[PROVIDED RECORDS Boundary: Start]

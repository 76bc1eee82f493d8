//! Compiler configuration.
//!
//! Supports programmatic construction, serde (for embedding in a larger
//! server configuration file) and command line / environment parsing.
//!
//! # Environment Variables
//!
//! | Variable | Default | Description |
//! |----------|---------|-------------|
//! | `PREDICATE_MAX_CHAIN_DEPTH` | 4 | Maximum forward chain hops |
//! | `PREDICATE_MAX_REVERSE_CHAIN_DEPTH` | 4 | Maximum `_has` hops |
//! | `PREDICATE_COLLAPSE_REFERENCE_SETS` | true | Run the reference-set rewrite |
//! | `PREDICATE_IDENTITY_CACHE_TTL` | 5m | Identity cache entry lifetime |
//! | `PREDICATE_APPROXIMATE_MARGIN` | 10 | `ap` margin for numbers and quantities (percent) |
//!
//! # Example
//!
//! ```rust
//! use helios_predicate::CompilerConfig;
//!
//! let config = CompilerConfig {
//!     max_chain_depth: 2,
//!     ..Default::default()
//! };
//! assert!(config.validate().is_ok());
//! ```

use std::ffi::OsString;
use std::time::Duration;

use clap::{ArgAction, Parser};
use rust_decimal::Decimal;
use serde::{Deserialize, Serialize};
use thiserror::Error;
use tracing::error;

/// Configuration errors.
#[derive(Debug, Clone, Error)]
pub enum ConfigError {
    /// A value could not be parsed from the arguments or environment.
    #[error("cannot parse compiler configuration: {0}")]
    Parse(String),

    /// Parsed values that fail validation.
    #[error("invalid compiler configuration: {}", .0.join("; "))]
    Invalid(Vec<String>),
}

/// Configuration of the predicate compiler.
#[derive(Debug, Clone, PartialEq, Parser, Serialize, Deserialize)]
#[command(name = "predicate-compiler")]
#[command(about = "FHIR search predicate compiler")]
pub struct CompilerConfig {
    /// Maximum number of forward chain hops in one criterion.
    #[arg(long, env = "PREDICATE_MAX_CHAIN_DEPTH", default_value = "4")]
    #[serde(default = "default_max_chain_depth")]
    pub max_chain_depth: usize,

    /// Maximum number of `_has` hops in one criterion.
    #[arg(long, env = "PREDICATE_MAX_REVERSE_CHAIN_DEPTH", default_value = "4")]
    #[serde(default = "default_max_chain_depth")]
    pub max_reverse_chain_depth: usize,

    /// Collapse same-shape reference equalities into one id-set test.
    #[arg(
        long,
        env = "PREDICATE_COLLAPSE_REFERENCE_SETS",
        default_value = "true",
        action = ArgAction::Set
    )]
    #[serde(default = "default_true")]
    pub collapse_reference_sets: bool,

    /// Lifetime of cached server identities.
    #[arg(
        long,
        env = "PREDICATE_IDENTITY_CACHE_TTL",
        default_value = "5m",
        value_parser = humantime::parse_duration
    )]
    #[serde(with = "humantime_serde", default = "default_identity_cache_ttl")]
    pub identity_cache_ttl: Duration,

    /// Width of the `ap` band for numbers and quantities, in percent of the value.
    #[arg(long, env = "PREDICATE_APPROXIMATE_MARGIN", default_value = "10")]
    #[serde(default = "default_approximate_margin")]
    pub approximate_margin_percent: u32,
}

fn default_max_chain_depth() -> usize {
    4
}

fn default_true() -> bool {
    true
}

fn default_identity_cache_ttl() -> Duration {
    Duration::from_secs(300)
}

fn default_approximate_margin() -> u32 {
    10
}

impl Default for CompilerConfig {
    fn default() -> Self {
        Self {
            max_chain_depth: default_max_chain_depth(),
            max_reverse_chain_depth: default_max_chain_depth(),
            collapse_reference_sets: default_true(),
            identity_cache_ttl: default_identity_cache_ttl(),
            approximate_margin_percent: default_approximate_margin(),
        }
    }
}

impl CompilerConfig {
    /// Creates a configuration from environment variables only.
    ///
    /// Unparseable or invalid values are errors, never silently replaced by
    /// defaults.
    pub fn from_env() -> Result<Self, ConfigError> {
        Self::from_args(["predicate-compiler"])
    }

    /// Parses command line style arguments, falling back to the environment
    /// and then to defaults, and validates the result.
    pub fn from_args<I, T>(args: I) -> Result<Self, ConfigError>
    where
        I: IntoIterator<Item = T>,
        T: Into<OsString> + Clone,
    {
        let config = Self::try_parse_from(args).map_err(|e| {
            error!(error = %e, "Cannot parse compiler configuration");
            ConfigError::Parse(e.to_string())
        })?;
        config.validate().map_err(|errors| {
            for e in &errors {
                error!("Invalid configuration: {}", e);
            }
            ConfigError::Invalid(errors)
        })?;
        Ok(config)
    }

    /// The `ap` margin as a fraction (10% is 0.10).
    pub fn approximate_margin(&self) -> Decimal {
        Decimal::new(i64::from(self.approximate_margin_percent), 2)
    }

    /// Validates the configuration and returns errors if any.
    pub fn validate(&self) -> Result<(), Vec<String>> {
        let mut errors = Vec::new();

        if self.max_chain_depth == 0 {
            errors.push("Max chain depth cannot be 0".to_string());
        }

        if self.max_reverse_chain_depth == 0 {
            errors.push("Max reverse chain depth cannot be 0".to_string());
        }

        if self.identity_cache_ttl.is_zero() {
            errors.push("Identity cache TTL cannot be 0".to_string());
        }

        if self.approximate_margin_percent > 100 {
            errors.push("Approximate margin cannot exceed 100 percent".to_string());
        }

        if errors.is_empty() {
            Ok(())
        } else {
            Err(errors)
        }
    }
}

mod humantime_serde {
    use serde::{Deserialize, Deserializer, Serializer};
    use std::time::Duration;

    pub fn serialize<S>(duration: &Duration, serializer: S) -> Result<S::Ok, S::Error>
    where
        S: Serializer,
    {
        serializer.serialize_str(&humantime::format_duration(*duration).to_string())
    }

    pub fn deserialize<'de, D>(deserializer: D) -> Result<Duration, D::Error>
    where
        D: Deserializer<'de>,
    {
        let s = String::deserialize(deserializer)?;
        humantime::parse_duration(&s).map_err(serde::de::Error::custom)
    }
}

[PROVIDED RECORDS Boundary: End]
[PROVIDED RECORDS Boundary: Start]

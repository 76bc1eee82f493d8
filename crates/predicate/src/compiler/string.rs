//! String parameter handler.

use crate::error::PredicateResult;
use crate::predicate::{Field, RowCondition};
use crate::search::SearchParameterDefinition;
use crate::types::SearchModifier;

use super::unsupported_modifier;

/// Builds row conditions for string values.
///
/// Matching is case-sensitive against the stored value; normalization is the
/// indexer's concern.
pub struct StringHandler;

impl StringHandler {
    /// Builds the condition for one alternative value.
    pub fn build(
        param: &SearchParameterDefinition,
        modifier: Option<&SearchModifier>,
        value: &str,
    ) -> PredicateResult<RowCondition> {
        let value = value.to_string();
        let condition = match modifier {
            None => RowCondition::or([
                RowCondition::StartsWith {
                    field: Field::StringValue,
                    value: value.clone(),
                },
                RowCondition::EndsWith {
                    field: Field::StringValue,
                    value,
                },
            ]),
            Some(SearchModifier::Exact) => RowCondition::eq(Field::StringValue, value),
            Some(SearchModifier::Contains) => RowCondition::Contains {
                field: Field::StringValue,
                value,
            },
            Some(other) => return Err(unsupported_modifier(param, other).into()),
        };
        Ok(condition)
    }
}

[PROVIDED RECORDS Boundary: End]

## WHAT TO DO:
Where a line above contains the string "CompilerConfig", copy that line.

## ANSWER TO THIS TASK:
//! use helios_predicate::CompilerConfig;
//! let config = CompilerConfig {
pub struct CompilerConfig {
impl Default for CompilerConfig {
impl CompilerConfig {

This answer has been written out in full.